Traditionnellement, les feuilles de tabac sont récoltées et séchées de différentes manières en fonction de leur variété et des caractéristiques souhaitées. Mais le séchage des feuilles de tabac ne consiste pas seulement à les déshydrater. C'est un processus délicat et plus ou moins long qui permet non seulement la dessiccation des feuilles mais surtout, par la maîtrise des transformations biochimiques naturelles, de définir les qualités, l'arôme et le goût du tabac obtenu .

Vertes, les feuilles de tabac contiennent des sels minéraux et près de 90% d'eau, puisés dans le sol par les racines et utiles au fonctionnement des cellules de la plante. Elles contiennent également de la chlorophylle qui leur donne leur couleur verte et qui, par la photosynthèse, transforme le gaz carbonique en sucres simples, qui se combineront en sucres plus complexes comme l'amidon.

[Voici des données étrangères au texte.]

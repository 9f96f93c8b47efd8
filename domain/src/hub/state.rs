//! Hub state machine (Entity)

use crate::core::error::LookupError;
use crate::record::slots::{RecordView, ResultSlots, ToolRecord};
use crate::record::visual::VisualMode;
use crate::tool::id::ToolId;
use crate::tool::registry::ToolRegistry;
use thiserror::Error;

/// Identifies one accepted submission.
///
/// Sequence numbers are per tool and strictly increasing, so a completion
/// can tell whether a newer submission for the same tool has started since.
#[derive(Debug, Clone, Copy, PartialEq, Eq, Hash)]
pub struct SubmissionTicket {
    tool: ToolId,
    seq: u64,
}

impl SubmissionTicket {
    pub fn tool(&self) -> ToolId {
        self.tool
    }

    pub fn seq(&self) -> u64 {
        self.seq
    }
}

/// An accepted submission, ready to be fetched
#[derive(Debug, Clone, PartialEq, Eq)]
pub struct Submission {
    pub ticket: SubmissionTicket,
    pub query: String,
    pub mode: VisualMode,
}

/// Why a transition was refused
#[derive(Error, Debug, Clone, PartialEq, Eq)]
pub enum Rejection {
    #[error("no tool selected")]
    NoActiveTool,

    #[error("a request is already in flight")]
    InFlight,

    #[error(transparent)]
    Invalid(#[from] LookupError),
}

/// Outcome of feeding a fetch result back into the hub
#[derive(Debug, Clone, PartialEq, Eq)]
pub enum Completion {
    /// The record was stored in its tool's slot.
    Stored(ToolId),
    /// The submission failed; the message was recorded if the tool is still active.
    Failed { tool: ToolId, message: String },
    /// A newer submission for the same tool exists; nothing changed.
    Stale(SubmissionTicket),
}

/// Orchestration state for one session
///
/// `active == None` is the catalog (`Idle`) state. The error and in-flight
/// flag belong to the active tool only and are reset on every switch.
#[derive(Debug, Clone, Default)]
pub struct HubState {
    active: Option<ToolId>,
    input: String,
    visual_mode: VisualMode,
    pending: Option<SubmissionTicket>,
    error: Option<String>,
    results: ResultSlots,
    latest: [u64; ToolId::ALL.len()],
}

fn slot_index(tool: ToolId) -> usize {
    match tool {
        ToolId::Gst => 0,
        ToolId::Ifsc => 1,
        ToolId::Instagram => 2,
        ToolId::News => 3,
        ToolId::Visual => 4,
    }
}

impl HubState {
    pub fn new() -> Self {
        Self::default()
    }

    // ==================== Accessors ====================

    pub fn active(&self) -> Option<ToolId> {
        self.active
    }

    pub fn input(&self) -> &str {
        &self.input
    }

    pub fn visual_mode(&self) -> VisualMode {
        self.visual_mode
    }

    pub fn in_flight(&self) -> bool {
        self.pending.is_some()
    }

    pub fn error(&self) -> Option<&str> {
        self.error.as_deref()
    }

    pub fn results(&self) -> &ResultSlots {
        &self.results
    }

    /// Stored result of the active tool.
    pub fn active_result(&self) -> Option<RecordView<'_>> {
        self.active.and_then(|tool| self.results.get(tool))
    }

    /// True when a tool is active with nothing stored, no error and no request running.
    pub fn is_idle(&self) -> bool {
        self.active.is_some()
            && self.active_result().is_none()
            && self.error.is_none()
            && !self.in_flight()
    }

    // ==================== Transitions ====================

    /// Activate `tool` with a fresh input. Stored results are kept.
    pub fn select(&mut self, tool: ToolId) {
        self.active = Some(tool);
        self.reset_session_fields();
    }

    /// Return to the catalog, discarding input and error.
    pub fn back_to_catalog(&mut self) {
        self.active = None;
        self.reset_session_fields();
    }

    /// Replace the input text. Refused while a request is in flight.
    pub fn edit(&mut self, text: impl Into<String>) -> Result<(), Rejection> {
        if self.in_flight() {
            return Err(Rejection::InFlight);
        }
        self.input = text.into();
        Ok(())
    }

    pub fn set_visual_mode(&mut self, mode: VisualMode) -> Result<(), Rejection> {
        if self.in_flight() {
            return Err(Rejection::InFlight);
        }
        self.visual_mode = mode;
        Ok(())
    }

    /// Validate the current input and, if it passes, enter in-flight.
    ///
    /// On acceptance the active tool's slot is cleared and a new ticket is
    /// issued. A format rejection is recorded as the current error.
    pub fn begin_submission(&mut self) -> Result<Submission, Rejection> {
        let tool = self.active.ok_or(Rejection::NoActiveTool)?;
        if self.in_flight() {
            return Err(Rejection::InFlight);
        }

        let descriptor = ToolRegistry::descriptor(tool);
        if !descriptor.validate(&self.input) {
            let err = LookupError::InputFormat {
                tool_title: descriptor.title,
            };
            self.error = Some(err.user_message());
            return Err(err.into());
        }

        let idx = slot_index(tool);
        self.latest[idx] += 1;
        let ticket = SubmissionTicket {
            tool,
            seq: self.latest[idx],
        };

        self.error = None;
        self.results.clear(tool);
        self.pending = Some(ticket);

        Ok(Submission {
            ticket,
            query: self.input.clone(),
            mode: self.visual_mode,
        })
    }

    /// Commit the outcome of the submission identified by `ticket`.
    ///
    /// Only the latest ticket for a tool may write that tool's slot. The
    /// in-flight flag clears when the completion matches the pending ticket.
    pub fn complete(
        &mut self,
        ticket: SubmissionTicket,
        outcome: Result<ToolRecord, LookupError>,
    ) -> Completion {
        let tool = ticket.tool;
        if self.latest[slot_index(tool)] != ticket.seq {
            return Completion::Stale(ticket);
        }
        if self.pending == Some(ticket) {
            self.pending = None;
        }

        match outcome {
            Ok(record) if record.tool_id() == tool => {
                self.results.store(record);
                Completion::Stored(tool)
            }
            Ok(record) => self.fail(
                tool,
                LookupError::transient(format!(
                    "{} record delivered for {} submission",
                    record.tool_id(),
                    tool
                )),
            ),
            Err(err) => self.fail(tool, err),
        }
    }

    fn fail(&mut self, tool: ToolId, err: LookupError) -> Completion {
        let message = err.user_message();
        if self.active == Some(tool) {
            self.error = Some(message.clone());
        }
        Completion::Failed { tool, message }
    }

    fn reset_session_fields(&mut self) {
        self.input.clear();
        self.error = None;
        self.pending = None;
    }
}
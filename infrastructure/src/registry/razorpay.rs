//! Razorpay IFSC registry client
//!
//! `GET {base_url}/{CODE}` returns a flat JSON object with uppercase keys.
//! 404 means the code is unknown; any other non-success status is reported
//! as the registry being unavailable.

use async_trait::async_trait;
use neuralcore_application::{BranchRegistryPort, RegistryError};
use neuralcore_domain::{BranchRecord, Grounded, GroundingSource, NOT_AVAILABLE};
use reqwest::StatusCode;
use serde::Deserialize;
use tracing::debug;

const SOURCE_TITLE: &str = "Razorpay Records";
const SOURCE_URI: &str = "https://razorpay.com";

/// Registry response body (only the fields neuralcore reads)
///
/// Every field may be `null` in practice.
#[derive(Debug, Default, Deserialize)]
#[serde(default, rename_all = "UPPERCASE")]
struct BranchReply {
    ifsc: Option<String>,
    bank: Option<String>,
    branch: Option<String>,
    address: Option<String>,
    city: Option<String>,
    state: Option<String>,
    contact: Option<String>,
    micr: Option<String>,
}

impl BranchReply {
    fn into_record(self, code: &str) -> BranchRecord {
        BranchRecord {
            ifsc: self
                .ifsc
                .filter(|v| !v.is_empty())
                .unwrap_or_else(|| code.to_string()),
            bank_name: self.bank.unwrap_or_default(),
            branch: self.branch.unwrap_or_default(),
            address: self.address.unwrap_or_default(),
            city: self.city.unwrap_or_default(),
            state: self.state.unwrap_or_default(),
            contact: or_not_available(self.contact),
            micr: or_not_available(self.micr),
        }
    }
}

fn or_not_available(value: Option<String>) -> String {
    value
        .filter(|v| !v.trim().is_empty())
        .unwrap_or_else(|| NOT_AVAILABLE.to_string())
}

/// Parse a success body into a grounded record.
fn parse_branch(body: &str, code: &str) -> Result<Grounded<BranchRecord>, RegistryError> {
    let reply: BranchReply =
        serde_json::from_str(body).map_err(|e| RegistryError::InvalidResponse(e.to_string()))?;
    Ok(Grounded::new(
        reply.into_record(code),
        vec![GroundingSource::new(SOURCE_TITLE, SOURCE_URI)],
    ))
}

fn classify_status(status: StatusCode) -> RegistryError {
    if status == StatusCode::NOT_FOUND {
        RegistryError::NotFound
    } else {
        RegistryError::Unavailable {
            status: status.as_u16(),
        }
    }
}

/// Branch registry backed by `ifsc.razorpay.com`
pub struct RazorpayBranchRegistry {
    client: reqwest::Client,
    base_url: String,
}

impl RazorpayBranchRegistry {
    pub fn new(base_url: impl Into<String>) -> Self {
        Self::with_client(reqwest::Client::new(), base_url)
    }

    pub fn with_client(client: reqwest::Client, base_url: impl Into<String>) -> Self {
        Self {
            client,
            base_url: base_url.into(),
        }
    }

    fn url(&self, code: &str) -> String {
        format!("{}/{}", self.base_url.trim_end_matches('/'), code.to_uppercase())
    }
}

#[async_trait]
impl BranchRegistryPort for RazorpayBranchRegistry {
    async fn lookup(&self, code: &str) -> Result<Grounded<BranchRecord>, RegistryError> {
        let url = self.url(code);
        debug!(url = %url, "IFSC registry request");

        let response = self
            .client
            .get(&url)
            .send()
            .await
            .map_err(|e| RegistryError::Transport(e.to_string()))?;

        let status = response.status();
        if !status.is_success() {
            return Err(classify_status(status));
        }

        let body = response
            .text()
            .await
            .map_err(|e| RegistryError::Transport(e.to_string()))?;
        parse_branch(&body, &code.to_uppercase())
    }
}

#[cfg(test)]
mod tests {
    use super::*;

    const HDFC: &str = r#"{
        "MICR": "400240015",
        "BRANCH": "SANDOZ HOUSE",
        "ADDRESS": "SANDOZ HOUSE, DR ANNIE BESANT ROAD, WORLI",
        "STATE": "MAHARASHTRA",
        "CONTACT": "",
        "UPI": true,
        "RTGS": true,
        "CITY": "MUMBAI",
        "CENTRE": "MUMBAI",
        "DISTRICT": "MUMBAI",
        "NEFT": true,
        "IMPS": true,
        "SWIFT": null,
        "BANK": "HDFC Bank",
        "BANKCODE": "HDFC",
        "IFSC": "HDFC0000240"
    }"#;

    #[test]
    fn test_parse_maps_fields_and_source() {
        let grounded = parse_branch(HDFC, "HDFC0000240").unwrap();
        let record = &grounded.data;
        assert_eq!(record.bank_name, "HDFC Bank");
        assert_eq!(record.branch, "SANDOZ HOUSE");
        assert_eq!(record.city, "MUMBAI");
        assert_eq!(record.micr, "400240015");
        assert_eq!(
            grounded.sources,
            vec![GroundingSource::new("Razorpay Records", "https://razorpay.com")]
        );
    }

    #[test]
    fn test_empty_contact_becomes_placeholder() {
        let grounded = parse_branch(HDFC, "HDFC0000240").unwrap();
        assert_eq!(grounded.data.contact, "N/A");
    }

    #[test]
    fn test_absent_optional_fields_become_placeholder() {
        let body = r#"{"BANK": "State Bank of India", "BRANCH": "Main", "ADDRESS": null, "IFSC": "SBIN0000001"}"#;
        let grounded = parse_branch(body, "SBIN0000001").unwrap();
        assert_eq!(grounded.data.contact, "N/A");
        assert_eq!(grounded.data.micr, "N/A");
        assert_eq!(grounded.data.address, "");
    }

    #[test]
    fn test_missing_ifsc_falls_back_to_code() {
        let grounded = parse_branch(r#"{"BANK": "X"}"#, "ABCD0123456").unwrap();
        assert_eq!(grounded.data.ifsc, "ABCD0123456");
    }

    #[test]
    fn test_parse_error_is_invalid_response() {
        assert!(matches!(
            parse_branch("\"Not Found\"", "X"),
            Err(RegistryError::InvalidResponse(_))
        ));
    }

    #[test]
    fn test_status_classification() {
        assert!(matches!(
            classify_status(StatusCode::NOT_FOUND),
            RegistryError::NotFound
        ));
        assert!(matches!(
            classify_status(StatusCode::SERVICE_UNAVAILABLE),
            RegistryError::Unavailable { status: 503 }
        ));
        assert!(matches!(
            classify_status(StatusCode::BAD_REQUEST),
            RegistryError::Unavailable { status: 400 }
        ));
    }

    #[test]
    fn test_url_uppercases_code() {
        let registry = RazorpayBranchRegistry::new("https://ifsc.razorpay.com/");
        assert_eq!(registry.url("hdfc0000240"), "https://ifsc.razorpay.com/HDFC0000240");
    }
}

Feuilles de Virginie prêtes à être séchées

Après avoir été récoltées, les feuilles ne sont plus alimentées en eau, ni en minéraux, et commencent leur dessiccation, en différentes phases successives :

  1. Le jaunissement : Le fonctionnement de la chlorophylle est stoppé. Celle-ci se dégrade alors progressivement et les feuilles perdent leur couleur verte, laissant apparaitre peu à peu la couleur jaune de certains pigments (carotène, xanthophylle, ...).
    Les cellules des feuilles étant toujours vivantes à ce stade, elles continuent de se nourrir, de respirer et de transpirer. L'eau évaporée ne pouvant plus être compensée par les racines, les feuilles flétrissent. Pour s'alimenter, les cellules transforment l'amidon en sucres, dont la teneur augmente rapidement. Les protéines des feuilles sont également dégradées en acide aminés et en ammoniaque.
  2. La fixation de la couleur : Cette phase consiste à déshydrater rapidement le limbe des feuilles, souvent grâce à de la chaleur, afin de stopper l'activité cellulaire, fixer la couleur jaune et empêcher la dégradation des sucres.   
  3. Le brunissement : Au contact de l'air et de l'humidité, les pigments jaunes et les composés tanniques issus de la transformation lente des tissus s'oxydent. Les feuilles prennent une couleur brune. Les cellules se déshydratent lentement et meurent après avoir épuisé leurs réserves de sucres.
  4. La réduction des côtes : Le limbe des feuilles est désormais sec mais les tissus épais de la nervure centrale contiennent encore de l'eau. Cette phase consiste donc à poursuivre le séchage des feuilles jusqu'à la déshydratation complète de leurs nervures centrales.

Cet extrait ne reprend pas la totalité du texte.